Writing isn’t brain surgery, but it’s rare when someone adept at the latter is also so accomplished at the former. Searching for meaning and purpose in his life, Kalanithi pursued a doctorate in literature and had felt certain that he wouldn’t enter the field of medicine, in which his father and other members of his family excelled. “But I couldn’t let go of the question,” he writes, after realizing that his goals “didn’t quite fit in an English department.” “Where did biology, morality, literature and philosophy intersect?” So he decided to set aside his doctoral dissertation and belatedly prepare for medical school, which “would allow me a chance to find answers that are not in books, to find a different sort of sublime, to forge relationships with the suffering, and to keep following the question of what makes human life meaningful, even in the face of death and decay.” The author’s empathy undoubtedly made him an exceptional doctor, and the precision of his prose—as well as the moral purpose underscoring it—suggests that he could have written a good book on any subject he chose.
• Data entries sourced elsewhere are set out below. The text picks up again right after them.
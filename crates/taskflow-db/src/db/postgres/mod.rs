//! Postgres-backed stores.

mod directory;
mod lock;
mod task;
pub mod transaction;

pub use directory::PgDirectoryStore;
pub use lock::PgLockStore;
pub use task::PgTaskStore;
pub use transaction::TransactionGuard;

use anyhow::{Context, Result};
use sqlx::migrate::Migrator;
use sqlx::postgres::PgPoolOptions;
use sqlx::PgPool;
use std::time::Duration;
use taskflow_core::Config;

/// Embedded schema migrations for the engine's tables.
pub static MIGRATOR: Migrator = sqlx::migrate!("./migrations");

/// Connect to Postgres and apply pending migrations.
pub async fn setup_database(config: &Config) -> Result<PgPool> {
    let url = config
        .database_url
        .as_deref()
        .context("DATABASE_URL is required for the Postgres store")?;

    tracing::info!("Connecting to database...");
    let pool = PgPoolOptions::new()
        .max_connections(config.db_max_connections)
        .acquire_timeout(Duration::from_secs(config.db_timeout_seconds))
        .idle_timeout(Duration::from_secs(600))
        .max_lifetime(Duration::from_secs(1800))
        .connect(url)
        .await
        .context("Failed to connect to database")?;

    tracing::info!(
        max_connections = config.db_max_connections,
        "Database connected successfully"
    );

    MIGRATOR
        .run(&pool)
        .await
        .context("Failed to run database migrations")?;
    tracing::info!("Database migrations applied");

    Ok(pool)
}
use chrono::{DateTime, Utc};
use sqlx::{PgPool, Postgres};
use std::time::Duration;
use taskflow_core::models::{DistributedLock, LockAcquisition};
use taskflow_core::AppError;
use uuid::Uuid;

use crate::db::store::{lease_duration, LockStore};

#[derive(Clone)]
pub struct PgLockStore {
    pool: PgPool,
}

impl PgLockStore {
    pub fn new(pool: PgPool) -> Self {
        Self { pool }
    }

    async fn current_holder(
        &self,
        company_id: Uuid,
        resource_key: &str,
    ) -> Result<Option<DistributedLock>, AppError> {
        let lock = sqlx::query_as::<Postgres, DistributedLock>(
            r#"
            SELECT company_id, resource_key, owner_id, acquired_at, expires_at
            FROM distributed_locks
            WHERE company_id = $1 AND resource_key = $2
            "#,
        )
        .bind(company_id)
        .bind(resource_key)
        .fetch_optional(&self.pool)
        .await?;
        Ok(lock)
    }
}

#[async_trait::async_trait]
impl LockStore for PgLockStore {
    #[tracing::instrument(skip(self), fields(db.system = "postgresql", db.table = "distributed_locks"))]
    async fn try_acquire(
        &self,
        company_id: Uuid,
        resource_key: &str,
        owner_id: Uuid,
        ttl: Duration,
    ) -> Result<LockAcquisition, AppError> {
        let now = Utc::now();
        let expires_at = now + lease_duration(ttl)?;

        // A concurrent release between the upsert and the holder lookup is retried once.
        for _ in 0..2 {
            let acquired = sqlx::query_as::<Postgres, DistributedLock>(
                r#"
                INSERT INTO distributed_locks (company_id, resource_key, owner_id, acquired_at, expires_at)
                VALUES ($1, $2, $3, $4, $5)
                ON CONFLICT (company_id, resource_key) DO UPDATE
                SET owner_id = EXCLUDED.owner_id,
                    acquired_at = EXCLUDED.acquired_at,
                    expires_at = EXCLUDED.expires_at
                WHERE distributed_locks.expires_at <= EXCLUDED.acquired_at
                   OR distributed_locks.owner_id = EXCLUDED.owner_id
                RETURNING company_id, resource_key, owner_id, acquired_at, expires_at
                "#,
            )
            .bind(company_id)
            .bind(resource_key)
            .bind(owner_id)
            .bind(now)
            .bind(expires_at)
            .fetch_optional(&self.pool)
            .await
            .map_err(|e| {
                tracing::error!(error = %e, resource_key = resource_key, "Failed to acquire lock");
                AppError::Database(e)
            })?;

            if let Some(lock) = acquired {
                tracing::debug!(resource_key = resource_key, owner_id = %owner_id, "Lock acquired");
                return Ok(LockAcquisition::Acquired(lock));
            }

            if let Some(holder) = self.current_holder(company_id, resource_key).await? {
                return Ok(LockAcquisition::HeldBy {
                    owner_id: holder.owner_id,
                    expires_at: holder.expires_at,
                });
            }
        }

        Err(AppError::ConcurrentModification(format!(
            "lock {} is changing hands too quickly",
            resource_key
        )))
    }

    #[tracing::instrument(skip(self), fields(db.system = "postgresql", db.table = "distributed_locks"))]
    async fn release(
        &self,
        company_id: Uuid,
        resource_key: &str,
        owner_id: Uuid,
    ) -> Result<bool, AppError> {
        let result = sqlx::query(
            r#"
            DELETE FROM distributed_locks
            WHERE company_id = $1 AND resource_key = $2 AND owner_id = $3
            "#,
        )
        .bind(company_id)
        .bind(resource_key)
        .bind(owner_id)
        .execute(&self.pool)
        .await?;

        Ok(result.rows_affected() > 0)
    }

    #[tracing::instrument(skip(self), fields(db.system = "postgresql", db.table = "distributed_locks"))]
    async fn sweep_expired(&self, now: DateTime<Utc>) -> Result<u64, AppError> {
        let result = sqlx::query("DELETE FROM distributed_locks WHERE expires_at <= $1")
            .bind(now)
            .execute(&self.pool)
            .await
            .map_err(|e| {
                tracing::error!(error = %e, "Failed to sweep expired locks");
                AppError::Database(e)
            })?;

        Ok(result.rows_affected())
    }
}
Part of what makes this book so essential is the fact that it was written under a death sentence following the diagnosis that upended his life, just as he was preparing to end his residency and attract offers at the top of his profession. Kalanithi learned he might have 10 years to live or perhaps five. Should he return to neurosurgery (he could and did), or should he write (he also did)? Should he and his wife have a baby? They did, eight months before he died, which was less than two years after the original diagnosis. “The fact of death is unsettling,” he understates. “Yet there is no other way to live.”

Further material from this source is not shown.